Description of the task: Copy every line of the following data that includes the string "derive".

The data:
::::
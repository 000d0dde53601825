//! Configuration loader with layered sources.

use crate::AppConfig;
use alexandria_core::AlexandriaError;
use config::{Config, ConfigError, Environment, File};
use std::path::Path;
use std::sync::Arc;
use tokio::sync::RwLock;
use tracing::{debug, info};
use url::Url;

/// Configuration loader with runtime refresh support.
#[derive(Clone)]
pub struct ConfigLoader {
    config: Arc<RwLock<AppConfig>>,
    config_dir: String,
}

impl ConfigLoader {
    /// Creates a new configuration loader.
    ///
    /// Configuration is loaded from multiple sources in order:
    /// 1. `config/default.toml` - Default values
    /// 2. `config/{environment}.toml` - Environment-specific overrides
    /// 3. `config/local.toml` - Local overrides (not committed)
    /// 4. Environment variables with `ALEXANDRIA_` prefix
    pub fn new(config_dir: impl Into<String>) -> Result<Self, AlexandriaError> {
        let config_dir = config_dir.into();
        let config = Self::load_config(&config_dir)?;

        Ok(Self {
            config: Arc::new(RwLock::new(config)),
            config_dir,
        })
    }

    /// Loads configuration from the default location (`./config`).
    pub fn from_default_location() -> Result<Self, AlexandriaError> {
        Self::new("./config")
    }

    /// Returns the current configuration.
    pub async fn get(&self) -> AppConfig {
        self.config.read().await.clone()
    }

    /// Reloads the configuration from disk.
    pub async fn reload(&self) -> Result<(), AlexandriaError> {
        let new_config = Self::load_config(&self.config_dir)?;
        let mut config = self.config.write().await;
        *config = new_config;
        info!("Configuration reloaded successfully");
        Ok(())
    }

    /// Loads configuration from the specified directory.
    fn load_config(config_dir: &str) -> Result<AppConfig, AlexandriaError> {
        // Load .env file if present
        if let Err(e) = dotenvy::dotenv() {
            debug!("No .env file found or error loading it: {}", e);
        }

        let environment =
            std::env::var("ALEXANDRIA_ENVIRONMENT").unwrap_or_else(|_| "development".to_string());

        info!("Loading configuration for environment: {}", environment);

        let mut builder = Config::builder();

        // 1. Load default configuration
        let default_path = format!("{}/default.toml", config_dir);
        if Path::new(&default_path).exists() {
            debug!("Loading default config from: {}", default_path);
            builder = builder.add_source(File::with_name(&default_path).required(false));
        }

        // 2. Load environment-specific configuration
        let env_path = format!("{}/{}.toml", config_dir, environment);
        if Path::new(&env_path).exists() {
            debug!("Loading environment config from: {}", env_path);
            builder = builder.add_source(File::with_name(&env_path).required(false));
        }

        // 3. Load local overrides (not committed to version control)
        let local_path = format!("{}/local.toml", config_dir);
        if Path::new(&local_path).exists() {
            debug!("Loading local config from: {}", local_path);
            builder = builder.add_source(File::with_name(&local_path).required(false));
        }

        // 4. Override with environment variables (ALEXANDRIA_ prefix)
        builder = builder.add_source(
            Environment::with_prefix("ALEXANDRIA")
                .separator("__")
                .try_parsing(true),
        );

        let config = builder.build().map_err(config_error_to_alexandria_error)?;

        let app_config: AppConfig = config
            .try_deserialize()
            .map_err(config_error_to_alexandria_error)?;

        Self::validate_config(&app_config)?;

        Ok(app_config)
    }

    /// Validates the configuration.
    fn validate_config(config: &AppConfig) -> Result<(), AlexandriaError> {
        if config.database.url.is_empty() {
            return Err(AlexandriaError::Configuration(
                "Database URL is required".to_string(),
            ));
        }

        if config.server.port == 0 {
            return Err(AlexandriaError::Configuration(
                "Server port must be non-zero".to_string(),
            ));
        }

        if config.catalog.base_url.is_empty() {
            return Err(AlexandriaError::Configuration(
                "Catalog base URL is required".to_string(),
            ));
        }

        Url::parse(&config.catalog.base_url).map_err(|e| {
            AlexandriaError::Configuration(format!(
                "Catalog base URL '{}' is not a valid URL: {}",
                config.catalog.base_url, e
            ))
        })?;

        Ok(())
    }
}

fn config_error_to_alexandria_error(err: ConfigError) -> AlexandriaError {
    AlexandriaError::Configuration(err.to_string())
}
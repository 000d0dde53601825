//! Author search implementation.

use crate::author_service::AuthorService;
use crate::cache_aside::fetch_on_miss;
use crate::dto::AuthorSummary;
use alexandria_client::CatalogClient;
use alexandria_core::{AlexandriaError, AlexandriaResult, Author, AuthorKey};
use alexandria_repository::AuthorRepository;
use async_trait::async_trait;
use shaku::Component;
use std::sync::Arc;
use tracing::{debug, info, warn};

/// Cache-aside author search over the catalog store.
///
/// Stored authors are matched by name fragment; only when nothing matches
/// is the upstream catalog consulted, and every author it returns is
/// persisted before the response is produced.
#[derive(Component)]
#[shaku(interface = AuthorService)]
pub struct AuthorServiceImpl {
    #[shaku(inject)]
    author_repository: Arc<dyn AuthorRepository>,
    #[shaku(inject)]
    catalog_client: Arc<dyn CatalogClient>,
}

impl AuthorServiceImpl {
    /// Creates a new author service.
    #[must_use]
    pub fn new(
        author_repository: Arc<dyn AuthorRepository>,
        catalog_client: Arc<dyn CatalogClient>,
    ) -> Self {
        Self {
            author_repository,
            catalog_client,
        }
    }

    /// Searches the upstream catalog and stores every returned author.
    async fn fetch_and_persist(&self, name: &str) -> AlexandriaResult<Vec<Author>> {
        let Some(page) = self.catalog_client.search_authors(name).await? else {
            warn!("Catalog returned no payload for author search {:?}", name);
            return Ok(Vec::new());
        };

        if page.is_empty() {
            debug!("Catalog found no authors for {:?}", name);
            return Ok(Vec::new());
        }

        let mut stored = Vec::with_capacity(page.docs.len());
        for doc in page.docs {
            // Search documents carry bare ids; normalize before storing.
            let key = AuthorKey::new(doc.key).map_err(|e| {
                AlexandriaError::external_service(
                    "openlibrary",
                    format!("author document has an unusable key: {}", e),
                )
            })?;
            let author = Author::new(key, doc.name);
            stored.push(self.author_repository.save(&author).await?);
        }

        info!("Stored {} catalog author(s) for {:?}", stored.len(), name);
        Ok(stored)
    }
}

#[async_trait]
impl AuthorService for AuthorServiceImpl {
    async fn search_authors(&self, name: &str) -> AlexandriaResult<Vec<AuthorSummary>> {
        debug!("Searching authors: {:?}", name);

        let authors = fetch_on_miss(
            "author search",
            self.author_repository.find_by_name_contains(name),
            self.fetch_and_persist(name),
        )
        .await?;

        Ok(authors.iter().map(AuthorSummary::from).collect())
    }
}

impl std::fmt::Debug for AuthorServiceImpl {
    fn fmt(&self, f: &mut std::fmt::Formatter<'_>) -> std::fmt::Result {
        f.debug_struct("AuthorServiceImpl").finish_non_exhaustive()
    }
}
//! Shared fixtures for REST endpoint tests.

use alexandria_core::AlexandriaResult;
use alexandria_rest::controllers::{author_controller, work_controller};
use alexandria_rest::state::AppState;
use alexandria_service::{AuthorService, AuthorSummary, WorkService, WorkSummary};
use async_trait::async_trait;
use axum::body::Body;
use axum::http::Request;
use axum::response::Response;
use axum::Router;
use http_body_util::BodyExt;
use serde_json::Value;
use std::sync::{Arc, Mutex};
use tower::ServiceExt;

/// Author service stub answering from a fixed closure.
pub struct StubAuthorService {
    pub queries: Mutex<Vec<String>>,
    respond: Box<dyn Fn(&str) -> AlexandriaResult<Vec<AuthorSummary>> + Send + Sync>,
}

impl StubAuthorService {
    pub fn returning<F>(respond: F) -> Arc<Self>
    where
        F: Fn(&str) -> AlexandriaResult<Vec<AuthorSummary>> + Send + Sync + 'static,
    {
        Arc::new(Self {
            queries: Mutex::new(Vec::new()),
            respond: Box::new(respond),
        })
    }
}

#[async_trait]
impl AuthorService for StubAuthorService {
    async fn search_authors(&self, name: &str) -> AlexandriaResult<Vec<AuthorSummary>> {
        self.queries.lock().unwrap().push(name.to_string());
        (self.respond)(name)
    }
}

/// Work service stub answering from a fixed closure.
pub struct StubWorkService {
    pub requests: Mutex<Vec<String>>,
    respond: Box<dyn Fn(&str) -> AlexandriaResult<Vec<WorkSummary>> + Send + Sync>,
}

impl StubWorkService {
    pub fn returning<F>(respond: F) -> Arc<Self>
    where
        F: Fn(&str) -> AlexandriaResult<Vec<WorkSummary>> + Send + Sync + 'static,
    {
        Arc::new(Self {
            requests: Mutex::new(Vec::new()),
            respond: Box::new(respond),
        })
    }
}

#[async_trait]
impl WorkService for StubWorkService {
    async fn works_by_author(&self, author_id: &str) -> AlexandriaResult<Vec<WorkSummary>> {
        self.requests.lock().unwrap().push(author_id.to_string());
        (self.respond)(author_id)
    }
}

/// Builds the versioned API router over the given stubs.
pub fn api_router(authors: Arc<StubAuthorService>, works: Arc<StubWorkService>) -> Router {
    let state = AppState::new(authors, works);
    Router::new()
        .nest("/api/v1/authors", author_controller::router())
        .nest("/api/v1/works", work_controller::router())
        .with_state(state)
}

/// Sends a GET request through the router.
pub async fn get(router: Router, uri: &str) -> Response {
    router
        .oneshot(Request::builder().uri(uri).body(Body::empty()).unwrap())
        .await
        .unwrap()
}

/// Decodes a JSON response body.
pub async fn body_json(response: Response) -> Value {
    let bytes = response.into_body().collect().await.unwrap().to_bytes();
    serde_json::from_slice(&bytes).unwrap()
}
//! HTTP middleware.

pub mod logging;

pub use logging::*;
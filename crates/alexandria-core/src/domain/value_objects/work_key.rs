//! Work key value object.

use serde::{Deserialize, Serialize};
use std::fmt;
use thiserror::Error;

/// Error type for work key validation.
#[derive(Debug, Error)]
#[error("work key must not be blank")]
pub struct WorkKeyError;

/// Work key value object, e.g. `/works/OL15331W`.
///
/// Work keys are stored exactly as the upstream catalog reports them;
/// unlike [`super::AuthorKey`] they carry no rewriting rules.
#[derive(Debug, Clone, PartialEq, Eq, Hash, Serialize, Deserialize)]
#[serde(try_from = "String", into = "String")]
pub struct WorkKey(String);

impl WorkKey {
    /// Creates a new key after trimming surrounding whitespace.
    ///
    /// # Errors
    ///
    /// Returns [`WorkKeyError`] when the input is empty or whitespace-only.
    pub fn new(raw: impl Into<String>) -> Result<Self, WorkKeyError> {
        let raw = raw.into();
        let trimmed = raw.trim();

        if trimmed.is_empty() {
            return Err(WorkKeyError);
        }

        Ok(Self(trimmed.to_string()))
    }

    /// Creates a key without validation (for trusted sources).
    ///
    /// This should only be used for data coming from trusted sources
    /// like the database where the key was already validated.
    #[must_use]
    pub fn new_unchecked(key: impl Into<String>) -> Self {
        Self(key.into())
    }

    /// Returns the key as a string slice.
    #[must_use]
    pub fn as_str(&self) -> &str {
        &self.0
    }
}

impl fmt::Display for WorkKey {
    fn fmt(&self, f: &mut fmt::Formatter<'_>) -> fmt::Result {
        write!(f, "{}", self.0)
    }
}

impl TryFrom<String> for WorkKey {
    type Error = WorkKeyError;

    fn try_from(value: String) -> Result<Self, Self::Error> {
        Self::new(value)
    }
}

impl From<WorkKey> for String {
    fn from(key: WorkKey) -> Self {
        key.0
    }
}

impl AsRef<str> for WorkKey {
    fn as_ref(&self) -> &str {
        &self.0
    }
}
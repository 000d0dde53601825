//! Common test infrastructure for database integration tests.

use alexandria_repository::{DatabasePool, DatabasePoolInterface};
use sqlx::sqlite::{SqliteConnectOptions, SqlitePoolOptions};
use std::sync::Arc;

/// Test database wrapper around an in-memory SQLite pool.
///
/// Runs migrations automatically. The pool is capped at a single connection
/// because every in-memory SQLite connection is its own database.
pub struct TestDatabase {
    pool: Arc<DatabasePool>,
}

impl TestDatabase {
    /// Creates a fresh in-memory database with the schema applied.
    pub async fn new() -> Self {
        let pool = SqlitePoolOptions::new()
            .max_connections(1)
            .connect_with(SqliteConnectOptions::new().in_memory(true))
            .await
            .expect("Failed to open in-memory SQLite database");

        let pool = Arc::new(DatabasePool::with_pool(pool));
        pool.run_migrations()
            .await
            .expect("Failed to run migrations");

        Self { pool }
    }

    /// Returns the pool as the injection interface.
    pub fn pool(&self) -> Arc<dyn DatabasePoolInterface> {
        self.pool.clone()
    }
}
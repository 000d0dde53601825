//! Data transfer objects for the REST surface.

pub mod author_dto;
pub mod work_dto;

pub use author_dto::AuthorSummary;
pub use work_dto::WorkSummary;
//! # Alexandria Service
//!
//! Cache-aside lookup services over the catalog store.
//!
//! Both resolvers follow the same shape, factored into
//! [`cache_aside::fetch_on_miss`]: consult the local store first, and only
//! on an empty result fetch from the upstream catalog, persist what came
//! back, and answer from the freshly stored rows. Stored rows never expire,
//! so every repeat lookup is local.

pub mod author_service;
pub mod cache_aside;
pub mod dto;
pub mod extract;
pub mod mappers;
pub mod work_service;

pub mod r#impl;

pub use author_service::AuthorService;
pub use cache_aside::fetch_on_miss;
pub use dto::*;
pub use r#impl::{AuthorServiceImpl, WorkServiceImpl};
pub use work_service::WorkService;
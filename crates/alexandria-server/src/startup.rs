//! Server startup utilities.

use alexandria_config::ServerConfig;
use tracing::info;

/// Prints the startup banner.
pub fn print_banner() {
    info!(r#"
    ___      __                                          __             _
   /   |    / /   ___     _  __   ____ _    ____    ____/ /    _____   (_)   ____ _
  / /| |   / /   / _ \   | |/_/  / __ `/   / __ \  / __  /    / ___/  / /   / __ `/
 / ___ |  / /   /  __/  _>  <   / /_/ /   / / / / / /_/ /    / /     / /   / /_/ /
/_/  |_| /_/   \___/  /_/|_|   \__,_/   /_/ /_/  \__,_/    /_/     /_/   \__,_/

                          Catalog Lookup Service
    "#);
}

/// Prints server startup information.
pub fn print_startup_info(server: &ServerConfig) {
    let separator = "=".repeat(60);
    let addr = server.addr();
    info!("{}", separator);
    info!("REST API:    http://{}/api/v1", addr);
    info!("Health:      http://{}/health", addr);
    info!("Swagger UI:  http://{}/swagger-ui", addr);
    info!("OpenAPI:     http://{}/api-docs/openapi.json", addr);
    info!("{}", separator);
}
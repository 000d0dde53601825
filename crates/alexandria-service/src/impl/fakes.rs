//! In-memory fakes and mocks shared by the service test modules.

use alexandria_client::{AuthorSearchPage, CatalogClient};
use alexandria_core::{AlexandriaError, AlexandriaResult, Author, AuthorKey, Work, WorkKey};
use alexandria_repository::{AuthorRepository, WorkRepository};
use async_trait::async_trait;
use serde_json::Value;
use std::collections::HashMap;
use std::sync::Mutex;

mockall::mock! {
    pub Catalog {}

    #[async_trait]
    impl CatalogClient for Catalog {
        async fn search_authors(&self, name: &str) -> AlexandriaResult<Option<AuthorSearchPage>>;
        async fn author_works(&self, key: &AuthorKey) -> AlexandriaResult<Option<Value>>;
        async fn author_details(&self, key: &AuthorKey) -> AlexandriaResult<Option<Value>>;
    }
}

/// In-memory author repository that records every call.
pub struct FakeAuthorRepository {
    pub authors: Mutex<HashMap<AuthorKey, Author>>,
    pub saves: Mutex<Vec<Author>>,
    pub key_queries: Mutex<Vec<String>>,
    pub name_queries: Mutex<Vec<String>>,
    pub fail_saves: bool,
}

impl FakeAuthorRepository {
    pub fn new() -> Self {
        Self {
            authors: Mutex::new(HashMap::new()),
            saves: Mutex::new(Vec::new()),
            key_queries: Mutex::new(Vec::new()),
            name_queries: Mutex::new(Vec::new()),
            fail_saves: false,
        }
    }

    pub fn with_author(author: Author) -> Self {
        let repo = Self::new();
        repo.authors
            .lock()
            .unwrap()
            .insert(author.key.clone(), author);
        repo
    }

    pub fn failing_saves() -> Self {
        Self {
            fail_saves: true,
            ..Self::new()
        }
    }

    pub fn saved_count(&self) -> usize {
        self.saves.lock().unwrap().len()
    }

    pub fn was_untouched(&self) -> bool {
        self.key_queries.lock().unwrap().is_empty()
            && self.name_queries.lock().unwrap().is_empty()
            && self.saves.lock().unwrap().is_empty()
    }
}

#[async_trait]
impl AuthorRepository for FakeAuthorRepository {
    async fn find_by_key(&self, key: &AuthorKey) -> AlexandriaResult<Option<Author>> {
        self.key_queries
            .lock()
            .unwrap()
            .push(key.as_str().to_string());
        Ok(self.authors.lock().unwrap().get(key).cloned())
    }

    async fn find_by_name_contains(&self, fragment: &str) -> AlexandriaResult<Vec<Author>> {
        self.name_queries
            .lock()
            .unwrap()
            .push(fragment.to_string());
        let fragment = fragment.to_lowercase();
        let mut matched: Vec<Author> = self
            .authors
            .lock()
            .unwrap()
            .values()
            .filter(|a| {
                a.name
                    .as_ref()
                    .is_some_and(|n| n.to_lowercase().contains(&fragment))
            })
            .cloned()
            .collect();
        matched.sort_by(|a, b| {
            a.created_at
                .cmp(&b.created_at)
                .then_with(|| a.key.as_str().cmp(b.key.as_str()))
        });
        Ok(matched)
    }

    async fn save(&self, author: &Author) -> AlexandriaResult<Author> {
        if self.fail_saves {
            return Err(AlexandriaError::Database("save failed".to_string()));
        }
        self.saves.lock().unwrap().push(author.clone());
        self.authors
            .lock()
            .unwrap()
            .insert(author.key.clone(), author.clone());
        Ok(author.clone())
    }
}

/// In-memory work repository that records every call.
pub struct FakeWorkRepository {
    pub works: Mutex<HashMap<WorkKey, Work>>,
    pub saves: Mutex<Vec<Work>>,
    pub author_queries: Mutex<Vec<String>>,
    pub fail_save_for: Option<WorkKey>,
}

impl FakeWorkRepository {
    pub fn new() -> Self {
        Self {
            works: Mutex::new(HashMap::new()),
            saves: Mutex::new(Vec::new()),
            author_queries: Mutex::new(Vec::new()),
            fail_save_for: None,
        }
    }

    pub fn with_work(work: Work) -> Self {
        let repo = Self::new();
        repo.works.lock().unwrap().insert(work.key.clone(), work);
        repo
    }

    pub fn failing_save_for(key: WorkKey) -> Self {
        Self {
            fail_save_for: Some(key),
            ..Self::new()
        }
    }

    pub fn saved_count(&self) -> usize {
        self.saves.lock().unwrap().len()
    }

    pub fn stored_count(&self) -> usize {
        self.works.lock().unwrap().len()
    }

    pub fn was_untouched(&self) -> bool {
        self.author_queries.lock().unwrap().is_empty()
            && self.saves.lock().unwrap().is_empty()
    }
}

#[async_trait]
impl WorkRepository for FakeWorkRepository {
    async fn find_by_key(&self, key: &WorkKey) -> AlexandriaResult<Option<Work>> {
        Ok(self.works.lock().unwrap().get(key).cloned())
    }

    async fn find_by_author_key(&self, key: &AuthorKey) -> AlexandriaResult<Vec<Work>> {
        self.author_queries
            .lock()
            .unwrap()
            .push(key.as_str().to_string());
        let mut linked: Vec<Work> = self
            .works
            .lock()
            .unwrap()
            .values()
            .filter(|w| w.has_author(key))
            .cloned()
            .collect();
        linked.sort_by(|a, b| {
            a.created_at
                .cmp(&b.created_at)
                .then_with(|| a.key.as_str().cmp(b.key.as_str()))
        });
        Ok(linked)
    }

    async fn save(&self, work: &Work) -> AlexandriaResult<Work> {
        if self.fail_save_for.as_ref() == Some(&work.key) {
            return Err(AlexandriaError::Database("save failed".to_string()));
        }
        self.saves.lock().unwrap().push(work.clone());
        self.works
            .lock()
            .unwrap()
            .insert(work.key.clone(), work.clone());
        Ok(work.clone())
    }
}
::::
Result:
#[derive(Clone)]
#[derive(Component)]
#[derive(Debug, Error)]
#[derive(Debug, Clone, PartialEq, Eq, Hash, Serialize, Deserialize)]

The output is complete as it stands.